MATERIAL TO PROCESS Block Start

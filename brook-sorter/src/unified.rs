use anyhow::Result;
use async_channel::{Receiver, Sender};
use log::{debug, info};
use std::fs;
use std::sync::Arc;
use tokio_graceful_shutdown::{SubsystemBuilder, SubsystemHandle};

use brook_core::event::Event;

use crate::config::{SorterConfig, FLUSH_TASK_QUEUE_SIZE, INPUT_QUEUE_SIZE, OUTPUT_QUEUE_SIZE};
use crate::heap_sorter::HeapSorter;
use crate::merger::Merger;
use crate::pool::BackendPool;

/// Cloneable producer and consumer endpoints of one `UnifiedSorter`.
#[derive(Clone)]
pub struct SorterHandle {
    input: Sender<Event>,
    output: Receiver<Event>,
}

impl SorterHandle {
    /// Queue one event. Blocks on back-pressure. Events offered to a sorter
    /// that is already gone are swallowed, matching cancellation semantics.
    pub async fn add_entry(&self, event: Event) {
        let _ = self.input.send(event).await;
    }

    /// The globally ordered output stream. Reads until the pipeline winds
    /// down and closes it.
    pub fn output(&self) -> Receiver<Event> {
        self.output.clone()
    }

    /// Close the input. The pipeline drains everything already queued, emits
    /// the final resolved marker and winds down.
    pub fn close(&self) {
        self.input.close();
    }
}

/// Wires the backend pool, the heap sorters and the merger, and dispatches
/// the input stream.
///
/// Dispatch rule: resolved markers are broadcast to every heap sorter, since
/// the per-sorter frontiers are only comparable if every sorter sees every
/// marker; row events go round-robin, which spreads load while keeping the
/// per-producer arrival order inside each sorter.
pub struct UnifiedSorter {
    config: SorterConfig,
    pool: Arc<BackendPool>,
    input_tx: Sender<Event>,
    input_rx: Receiver<Event>,
    output_tx: Sender<Event>,
    output_rx: Receiver<Event>,
}

impl UnifiedSorter {
    pub fn new(config: SorterConfig) -> Result<Self> {
        config.validate()?;
        fs::create_dir_all(&config.sorter_dir)?;

        let pool = Arc::new(BackendPool::new(&config));
        let (input_tx, input_rx) = async_channel::bounded(INPUT_QUEUE_SIZE);
        let (output_tx, output_rx) = async_channel::bounded(OUTPUT_QUEUE_SIZE);

        Ok(Self {
            config,
            pool,
            input_tx,
            input_rx,
            output_tx,
            output_rx,
        })
    }

    /// Endpoints for producers and the consumer. Must be taken before `run`
    /// consumes the sorter.
    pub fn handle(&self) -> SorterHandle {
        SorterHandle {
            input: self.input_tx.clone(),
            output: self.output_rx.clone(),
        }
    }

    /// Start all child tasks under `subsys` and dispatch input until the
    /// input closes or shutdown is requested. Child failures surface as the
    /// enclosing shutdown scope's first error.
    pub async fn run(self, mut subsys: SubsystemHandle) -> Result<()> {
        let UnifiedSorter {
            config,
            pool,
            input_tx,
            input_rx,
            output_tx,
            output_rx,
        } = self;
        // Producers hold the remaining input senders, the consumer the
        // remaining output receivers; keeping ours would stall channel
        // closure at wind-down.
        drop(input_tx);
        drop(output_rx);

        let num_sorters = config.num_concurrent_worker;
        let (flush_tx, flush_rx) = async_channel::bounded(FLUSH_TASK_QUEUE_SIZE);

        let mut sorter_inputs = Vec::with_capacity(num_sorters);
        for id in 0..num_sorters {
            let (sorter, input) =
                HeapSorter::new(id, pool.clone(), flush_tx.clone(), config.heap_size_limit);
            sorter_inputs.push(input);
            subsys.start(SubsystemBuilder::new(format!("heap-sorter-{}", id), move |s| {
                sorter.run(s)
            }));
        }
        drop(flush_tx);

        let merger = Merger::new(num_sorters, flush_rx, output_tx, pool.clone());
        subsys.start(SubsystemBuilder::new("merger", move |s| merger.run(s)));

        info!(
            "unified sorter started, workers: {}, dir: {}",
            num_sorters,
            config.sorter_dir.display()
        );

        let mut next_sorter_id: usize = 0;
        loop {
            let event = tokio::select! {
                _ = subsys.on_shutdown_requested() => {
                    debug!("unified sorter shutting down");
                    return Ok(());
                }
                event = input_rx.recv() => match event {
                    Ok(event) => event,
                    Err(_) => {
                        debug!("unified sorter input closed, draining children");
                        // Dropping the sorter inputs lets the pipeline drain
                        // stage by stage: sorters finish their queues, the
                        // merger finishes the remaining flush tasks.
                        drop(sorter_inputs);
                        subsys.wait_for_children().await;
                        return Ok(());
                    }
                },
            };

            if event.is_resolved() {
                for input in &sorter_inputs {
                    tokio::select! {
                        _ = subsys.on_shutdown_requested() => return Ok(()),
                        sent = input.send(event.clone()) => {
                            if sent.is_err() {
                                return Ok(());
                            }
                        }
                    }
                }
                debug!("unified sorter: resolved event broadcast, crts: {}", event.crts);
                continue;
            }

            let target_id = next_sorter_id % num_sorters;
            next_sorter_id = next_sorter_id.wrapping_add(1);
            tokio::select! {
                _ = subsys.on_shutdown_requested() => return Ok(()),
                sent = sorter_inputs[target_id].send(event) => {
                    if sent.is_err() {
                        return Ok(());
                    }
                }
            }
        }
    }
}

MATERIAL TO PROCESS Block End

**TASK STATEMENT:** Write down again the exact lines running from the beginning of the data to the line containing "matching cancellation semantics.", with both ends included.

**EXERCISE SOLUTION:**
filename brook-sorter/src/unified.rs
use anyhow::Result;
use async_channel::{Receiver, Sender};
use log::{debug, info};
use std::fs;
use std::sync::Arc;
use tokio_graceful_shutdown::{SubsystemBuilder, SubsystemHandle};

use brook_core::event::Event;

use crate::config::{SorterConfig, FLUSH_TASK_QUEUE_SIZE, INPUT_QUEUE_SIZE, OUTPUT_QUEUE_SIZE};
use crate::heap_sorter::HeapSorter;
use crate::merger::Merger;
use crate::pool::BackendPool;

/// Cloneable producer and consumer endpoints of one `UnifiedSorter`.
#[derive(Clone)]
pub struct SorterHandle {
    input: Sender<Event>,
    output: Receiver<Event>,
}

impl SorterHandle {
    /// Queue one event. Blocks on back-pressure. Events offered to a sorter
    /// that is already gone are swallowed, matching cancellation semantics.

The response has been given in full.